Our project leader, Dr Gina Moseley from the University of Innsbruck’s Quaternary Research Group has recently received one of this year’s prestigious Austrian Science Foundation (FWF) START prizes. The START programme is an Austrian initiative to support and strengthen outstanding research projects in science and humanities. Congratulations Gina! The €1.2 million START prize from the Fund for the Promotion of Scientific Research is aimed at top young scientists from all disciplines, who are given the opportunity to plan their long-term research on a financially secure basis. Gina’s proposal is to improve our long-term understanding of past climate and environmental change in Greenland using mineral deposits found in caves. The project will involve a number of field trips and positions for post-docs and PhD students.
The Arctic region is expected to experience some of the greatest climate and environmental changes in the next centuries as a result of climate change, and the consequences of these changes will be experienced worldwide, for instance through rising sea-levels or changes to Northern Hemisphere weather systems. Improving understanding of how the Arctic will develop in a warmer world is therefore of paramount importance, and one way to achieve this is to look at periods of warmer climate in the recent geological past.
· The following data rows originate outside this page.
// Filter predicates, conditional formats, row ordering and grouping

use crate::document::CellValue;
use crate::schema::{
    ConditionalStyle, DatabaseFilter, DatabaseRow, DatabaseSort, FilterOperator, PropertyDef,
    PropertyKind, SortDirection,
};
use serde::Serialize;
use std::cmp::Ordering;
use std::collections::HashMap;

/// Test one cell against a filter operator and operand.
///
/// Unknown operators match everything.
pub fn apply_filter(
    cell: &CellValue,
    operator: &FilterOperator,
    filter_value: &CellValue,
    property: &PropertyDef,
) -> bool {
    match operator {
        FilterOperator::IsEmpty => cell.is_empty(),
        FilterOperator::IsNotEmpty => !cell.is_empty(),
        FilterOperator::Equals => cell_equals(cell, filter_value, property),
        FilterOperator::NotEquals => !cell_equals(cell, filter_value, property),
        FilterOperator::Contains => contains_ignore_case(cell, filter_value),
        FilterOperator::DoesNotContain => !contains_ignore_case(cell, filter_value),
        FilterOperator::Gt => cell.to_number() > filter_value.to_number(),
        FilterOperator::Gte => cell.to_number() >= filter_value.to_number(),
        FilterOperator::Lt => cell.to_number() < filter_value.to_number(),
        FilterOperator::Lte => cell.to_number() <= filter_value.to_number(),
        FilterOperator::Before => {
            !cell.is_empty() && cell.to_display_string() < filter_value.to_display_string()
        }
        FilterOperator::After => {
            !cell.is_empty() && cell.to_display_string() > filter_value.to_display_string()
        }
        FilterOperator::Unknown(name) => {
            log::debug!("Unknown filter operator '{name}' matches all rows");
            true
        }
    }
}

fn cell_equals(cell: &CellValue, filter_value: &CellValue, property: &PropertyDef) -> bool {
    match property.kind {
        PropertyKind::Checkbox => cell.is_truthy() == as_bool(filter_value),
        PropertyKind::MultiSelect { .. } => {
            let needle = filter_value.to_display_string();
            cell.as_id_list().iter().any(|id| *id == needle)
        }
        _ => cell.to_display_string() == filter_value.to_display_string(),
    }
}

fn as_bool(value: &CellValue) -> bool {
    match value {
        CellValue::Text(s) => s.eq_ignore_ascii_case("true"),
        other => other.is_truthy(),
    }
}

fn contains_ignore_case(cell: &CellValue, needle: &CellValue) -> bool {
    cell.to_display_string()
        .to_lowercase()
        .contains(&needle.to_display_string().to_lowercase())
}

/// True when a row passes every filter (filters are AND-combined).
/// `value_of` maps a property id to the row's value for that property.
pub fn matches_filters<F>(filters: &[DatabaseFilter], properties: &[PropertyDef], value_of: F) -> bool
where
    F: Fn(&str) -> CellValue,
{
    filters.iter().all(|filter| {
        match properties.iter().find(|p| p.id == filter.property_id) {
            Some(property) => apply_filter(
                &value_of(&filter.property_id),
                &filter.operator,
                &filter.value,
                property,
            ),
            // A filter on a deleted column no longer constrains anything
            None => true,
        }
    })
}

/// The style of the first conditional format matching `cell`, if any.
pub fn matching_conditional_style<'a>(
    cell: &CellValue,
    property: &'a PropertyDef,
) -> Option<&'a ConditionalStyle> {
    property
        .conditional_formats
        .iter()
        .find(|format| apply_filter(cell, &format.operator, &format.value, property))
        .map(|format| &format.style)
}

/// Total order used by view sorts. Null sorts before every other value.
pub fn compare_cell_values(a: &CellValue, b: &CellValue) -> Ordering {
    match (a, b) {
        (CellValue::Null, CellValue::Null) => Ordering::Equal,
        (CellValue::Null, _) => Ordering::Less,
        (_, CellValue::Null) => Ordering::Greater,
        (CellValue::Number(x), CellValue::Number(y)) => x.partial_cmp(y).unwrap_or(Ordering::Equal),
        (CellValue::Bool(x), CellValue::Bool(y)) => x.cmp(y),
        (CellValue::List(x), CellValue::List(y)) => locale_compare(&x.join(","), &y.join(",")),
        _ => locale_compare(&a.to_display_string(), &b.to_display_string()),
    }
}

// Case-insensitive first, then case-sensitive as tie-break
fn locale_compare(a: &str, b: &str) -> Ordering {
    a.to_lowercase()
        .cmp(&b.to_lowercase())
        .then_with(|| a.cmp(b))
}

/// Stable multi-key sort. Earlier sorts take priority; `desc` flips the comparison.
pub fn sort_rows<'a, F>(rows: &mut Vec<&'a DatabaseRow>, sorts: &[DatabaseSort], value_of: F)
where
    F: Fn(&DatabaseRow, &str) -> CellValue,
{
    if sorts.is_empty() || rows.len() < 2 {
        return;
    }

    let mut keyed: Vec<(Vec<CellValue>, &'a DatabaseRow)> = rows
        .iter()
        .map(|row| {
            let keys = sorts.iter().map(|s| value_of(row, &s.property_id)).collect();
            (keys, *row)
        })
        .collect();

    keyed.sort_by(|(a, _), (b, _)| {
        for (i, sort) in sorts.iter().enumerate() {
            let ord = compare_cell_values(&a[i], &b[i]);
            let ord = match sort.direction {
                SortDirection::Asc => ord,
                SortDirection::Desc => ord.reverse(),
            };
            if ord != Ordering::Equal {
                return ord;
            }
        }
        Ordering::Equal
    });

    *rows = keyed.into_iter().map(|(_, row)| row).collect();
}

/// One group of a grouped view.
#[derive(Debug, Clone, PartialEq, Serialize)]
#[serde(rename_all = "camelCase")]
pub struct RowGroup {
    /// Option id for select groups, the string form of the value otherwise;
    /// `None` for the trailing no-value group.
    pub key: Option<String>,
    pub label: String,
    pub row_ids: Vec<String>,
}

/// Partition rows by `property`, preserving row order within each group.
///
/// Select groups follow option order; a multiSelect row joins one group per
/// selected option; other types group by string form in first-seen order.
/// Rows without a value land in a trailing group labelled `no_value_label`.
/// Groups without rows are never emitted.
pub fn group_rows<F>(
    rows: &[&DatabaseRow],
    property: &PropertyDef,
    no_value_label: &str,
    value_of: F,
) -> Vec<RowGroup>
where
    F: Fn(&DatabaseRow) -> CellValue,
{
    let mut groups: Vec<RowGroup> = Vec::new();
    let mut no_value = Vec::new();

    match &property.kind {
        PropertyKind::Select { options } | PropertyKind::MultiSelect { options } => {
            let mut members: HashMap<&str, Vec<String>> = HashMap::new();
            for row in rows {
                let value = value_of(row);
                let mut placed = false;
                for id in value.as_id_list() {
                    if let Some(option) = options.iter().find(|o| o.id == id) {
                        let bucket = members.entry(option.id.as_str()).or_default();
                        if !bucket.contains(&row.id) {
                            bucket.push(row.id.clone());
                        }
                        placed = true;
                    }
                }
                if !placed {
                    no_value.push(row.id.clone());
                }
            }
            for option in options {
                if let Some(row_ids) = members.remove(option.id.as_str()) {
                    groups.push(RowGroup {
                        key: Some(option.id.clone()),
                        label: option.label.clone(),
                        row_ids,
                    });
                }
            }
        }
        _ => {
            let mut index: HashMap<String, usize> = HashMap::new();
            for row in rows {
                let value = value_of(row);
                if value.is_empty() {
                    no_value.push(row.id.clone());
                    continue;
                }
                let key = value.to_display_string();
                match index.get(&key) {
                    Some(&i) => groups[i].row_ids.push(row.id.clone()),
                    None => {
                        index.insert(key.clone(), groups.len());
                        groups.push(RowGroup {
                            key: Some(key.clone()),
                            label: key,
                            row_ids: vec![row.id.clone()],
                        });
                    }
                }
            }
        }
    }

    if !no_value.is_empty() {
        groups.push(RowGroup {
            key: None,
            label: no_value_label.to_string(),
            row_ids: no_value,
        });
    }
    groups
}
Northeast Greenland is one of the areas of the Arctic that is predicted to experience the greatest change. Despite this, a severe lack of knowledge exists on the climate history of this region, which is located far from the site of the deep ice cores and sparse in other high-quality climate records of long duration. The Northeast Greenland Speleothem project thus seeks to address this fundamental knowledge gap by constructing records of climate change from calcite mineral deposits found in caves (known as speleothems). In the current environment, the region containing the caves is arid and the ground is frozen, thus preventing deposition of speleothem. The presence of many speleothem deposits, which are already known from pioneering work by the principle investigator Dr. Moseley, indicates that the region must have been warmer and wetter in the past. This FWF Start project, will provide Moseley with the resources to mount a substantial expedition to collect samples and analyse them using the most cutting-edge methods. In particular the project aims to: (1) establish when in the recent geological past Greenland was warmer and wetter than today and the stability of the climate during those intervals; (2) establish seasonal climate changes during past warm intervals; (3) establish mean annual temperatures for past warm intervals.
The pilot study revealed that speleothems were deposited between 600,000 to 400,000 years ago, thus whilst ambitious, this project guarantees to improve understanding of climate change on deeper timescales than the 128,000 year limit of the Greenland ice cores. Such an advance in the knowledge of Arctic climate has the potential to complement the longer ice-core records from Antarctica and speleothem records of Asian monsoon strength. Establishing the world’s first Arctic Speleothem Research Group at the University of Innsbruck will not only be a ground-breaking step for speleothem research, which thus far has concentrated on the mid-latitudes and tropics, but will also transform the field of palaeoclimatology by opening up a new Arctic archive for investigation.